As the fall season approaches and the fruit and vegetables of the bountiful Annapolis Valley appear in abundance in roadside stalls, we are reminded of the reasons we have to be thankful for living in such a special place. A celebration of the harvest in the fall began among Indigenous peoples long before the arrival of European settlers. Indeed a history of the history of the celebration of “Thanksgiving” can fill pages! Now a national civic holiday, generally celebrated on the second Monday of October, it is a chance to give thanks for the foods of the harvest, such as turkey, squash, and pumpkin, and to spend time with family and friends.

In “Our Heritage Hearth: Exploring the Roots of Valley Cooking,” an exhibit showing from October to December at the Kings County Museum in Kentville, one can “step back in time” and see traditional gardening tools, implements used in preserving fruits and vegetables for the long protracted winters, and recipes saved and passed from generation to generation.

For example, from the Olympic Cookbook (Olympic Chapter I.O.D.E., Kentville, 1930), we learn a recipe from Mrs G. W. Williamson for “Green Pea Bisque:”

“Cook two pounds of fresh green peas until very tender. Then add 4 cups milk to the peas, which have been rubbed through a sieve. Thicken with a little flour. Just before the soup comes to a boil, add salt, cayenne to taste and a large tablespoon of butter. Boil up once and serve immediately.”

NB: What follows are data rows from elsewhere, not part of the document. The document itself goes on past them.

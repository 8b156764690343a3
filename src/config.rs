//! Command-line interface for wsitk-utils.
//!
//! This module defines the CLI surface via clap:
//! - `to-zarr` converts a slide to a pyramidal Zarr store
//! - `to-ome-tiff` converts a slide to a plane-separated OME-TIFF
//! - `info` prints slide structure and metadata
//!
//! # Example
//!
//! ```ignore
//! use wsitk_utils::config::{Cli, Command};
//! use clap::Parser;
//!
//! let cli = Cli::parse();
//! match cli.command {
//!     Command::ToZarr(args) => { /* convert */ }
//!     Command::ToOmeTiff(args) => { /* convert */ }
//!     Command::Info(args) => { /* inspect */ }
//! }
//! ```
//!
//! # Environment Variables
//!
//! Tuning options can also be set via environment variables with the
//! `WSITK_` prefix:
//!
//! - `WSITK_BAND_SIZE` - Band height for Zarr conversion (default: 1528)
//! - `WSITK_QUALITY` - JPEG quality for OME-TIFF tiles (default: 89)
//! - `WSITK_TILE_SIZE` - Tile edge length for OME-TIFF output (default: 512)

use std::path::PathBuf;

use clap::{Args, Parser, Subcommand};

use crate::convert::{CropMode, DEFAULT_BAND_SIZE};
use crate::ome::DEFAULT_TILE_SIZE;
use crate::slide::Region;
use crate::tile::DEFAULT_JPEG_QUALITY;

// =============================================================================
// CLI Arguments
// =============================================================================

/// wsitk-utils - Whole Slide Image conversion tools.
///
/// Converts WSI files (Aperio SVS, pyramidal TIFF) into analysis-friendly
/// pyramidal formats, with optional cropping to the tissue region.
#[derive(Parser, Debug, Clone)]
#[command(name = "wsitk-utils")]
#[command(author, version, about, long_about = None)]
pub struct Cli {
    #[command(subcommand)]
    pub command: Command,

    /// Enable verbose logging (debug level).
    #[arg(short, long, global = true, default_value_t = false)]
    pub verbose: bool,
}

/// Available subcommands.
#[derive(Subcommand, Debug, Clone)]
pub enum Command {
    /// Convert a whole slide image to a pyramidal Zarr store.
    ToZarr(ToZarrArgs),

    /// Convert a whole slide image to a plane-separated OME-TIFF.
    ToOmeTiff(ToOmeTiffArgs),

    /// Print slide structure and metadata.
    Info(InfoArgs),
}

/// Arguments for the `to-zarr` subcommand.
#[derive(Args, Debug, Clone)]
pub struct ToZarrArgs {
    /// Whole slide image to process.
    #[arg(long)]
    pub input: PathBuf,

    /// Destination directory; the store is created as
    /// `<output>/pyramid_0.zarr`.
    #[arg(long)]
    pub output: PathBuf,

    /// Crop to the tissue bounding box recorded by the scanner, when the
    /// slide provides one.
    #[arg(long, default_value_t = false, conflicts_with = "crop")]
    pub autocrop: bool,

    /// Region to crop, in level 0 pixels.
    #[arg(long, num_args = 4, value_names = ["X0", "Y0", "WIDTH", "HEIGHT"])]
    pub crop: Option<Vec<u32>>,

    /// Height of the horizontal bands read from the source.
    #[arg(long, default_value_t = DEFAULT_BAND_SIZE, env = "WSITK_BAND_SIZE")]
    pub band_size: u32,
}

/// Arguments for the `to-ome-tiff` subcommand.
#[derive(Args, Debug, Clone)]
pub struct ToOmeTiffArgs {
    /// Whole slide image to process.
    #[arg(long)]
    pub input: PathBuf,

    /// Destination OME-TIFF file path.
    #[arg(long)]
    pub output: PathBuf,

    /// Crop to the tissue bounding box recorded by the scanner, when the
    /// slide provides one.
    #[arg(long, default_value_t = false, conflicts_with = "crop")]
    pub autocrop: bool,

    /// Region to crop, in level 0 pixels.
    #[arg(long, num_args = 4, value_names = ["X0", "Y0", "WIDTH", "HEIGHT"])]
    pub crop: Option<Vec<u32>>,

    /// JPEG quality for output tiles (1-100).
    #[arg(long, default_value_t = DEFAULT_JPEG_QUALITY, env = "WSITK_QUALITY")]
    pub quality: u8,

    /// Output tile edge length in pixels (multiple of 16).
    #[arg(long, default_value_t = DEFAULT_TILE_SIZE, env = "WSITK_TILE_SIZE")]
    pub tile_size: u32,
}

/// Arguments for the `info` subcommand.
#[derive(Args, Debug, Clone)]
pub struct InfoArgs {
    /// Whole slide image to inspect.
    #[arg(long)]
    pub input: PathBuf,

    /// Emit machine-readable JSON instead of text.
    #[arg(long, default_value_t = false)]
    pub json: bool,
}

// =============================================================================
// Validation and Conversion
// =============================================================================

impl Cli {
    /// Validate the arguments and return an error message if invalid.
    pub fn validate(&self) -> Result<(), String> {
        match &self.command {
            Command::ToZarr(args) => args.validate(),
            Command::ToOmeTiff(args) => args.validate(),
            Command::Info(_) => Ok(()),
        }
    }
}

impl ToZarrArgs {
    /// Validate the arguments and return an error message if invalid.
    pub fn validate(&self) -> Result<(), String> {
        if self.band_size == 0 {
            return Err("band_size must be greater than 0".to_string());
        }
        validate_crop(self.crop.as_deref())
    }

    /// The crop mode these arguments select.
    pub fn crop_mode(&self) -> CropMode {
        crop_mode(self.autocrop, self.crop.as_deref())
    }
}

impl ToOmeTiffArgs {
    /// Validate the arguments and return an error message if invalid.
    pub fn validate(&self) -> Result<(), String> {
        if self.quality == 0 || self.quality > 100 {
            return Err("quality must be between 1 and 100".to_string());
        }

        // JPEG compresses in 16x16 macroblocks, and the TIFF spec requires
        // tile dimensions divisible by 16
        if self.tile_size == 0 || self.tile_size % 16 != 0 {
            return Err("tile_size must be a positive multiple of 16".to_string());
        }

        validate_crop(self.crop.as_deref())
    }

    /// The crop mode these arguments select.
    pub fn crop_mode(&self) -> CropMode {
        crop_mode(self.autocrop, self.crop.as_deref())
    }
}

/// Reject a repeated `--crop` flag (clap appends the second occurrence).
fn validate_crop(crop: Option<&[u32]>) -> Result<(), String> {
    match crop {
        Some(values) if values.len() != 4 => {
            Err("--crop takes exactly four values: X0 Y0 WIDTH HEIGHT".to_string())
        }
        _ => Ok(()),
    }
}

/// Map the shared `--autocrop` / `--crop` flags onto a [`CropMode`].
fn crop_mode(autocrop: bool, crop: Option<&[u32]>) -> CropMode {
    if autocrop {
        return CropMode::Auto;
    }
    match crop {
        Some([x0, y0, width, height]) => {
            CropMode::Explicit(Region::new(*x0, *y0, *width, *height))
        }
        _ => CropMode::Full,
    }
}

// =============================================================================
// Tests
// =============================================================================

Produce can be inspiring in other ways as well. From observing the growth of the humble bean comes this poem written by Gordon Hansford, a well-know Wolfville lad, in his best-selling book of poetry Verses From the Valley:

The Bean

I think that I have never seen
A poem lovely as a bean,
A bean, so rounded on both ends
A bean, which in the middle bends.
A bean, when baking in a pot
Gives out good smells, when it gets hot.
A bean, when planted in the ground
And watered, doth forthwith abound
With pods of green or pods of yellow.
So crisp to bite, to taste, so mellow.
When dry, it rattles in the pod.
The food of men, the gift of God.
I think that I have never seen
A poem lovely as a bean.

However you choose to spend your fall and Thanksgiving, we hope you find time to give thanks for the wonders of nature found all around us in our beautiful Annapolis Valley.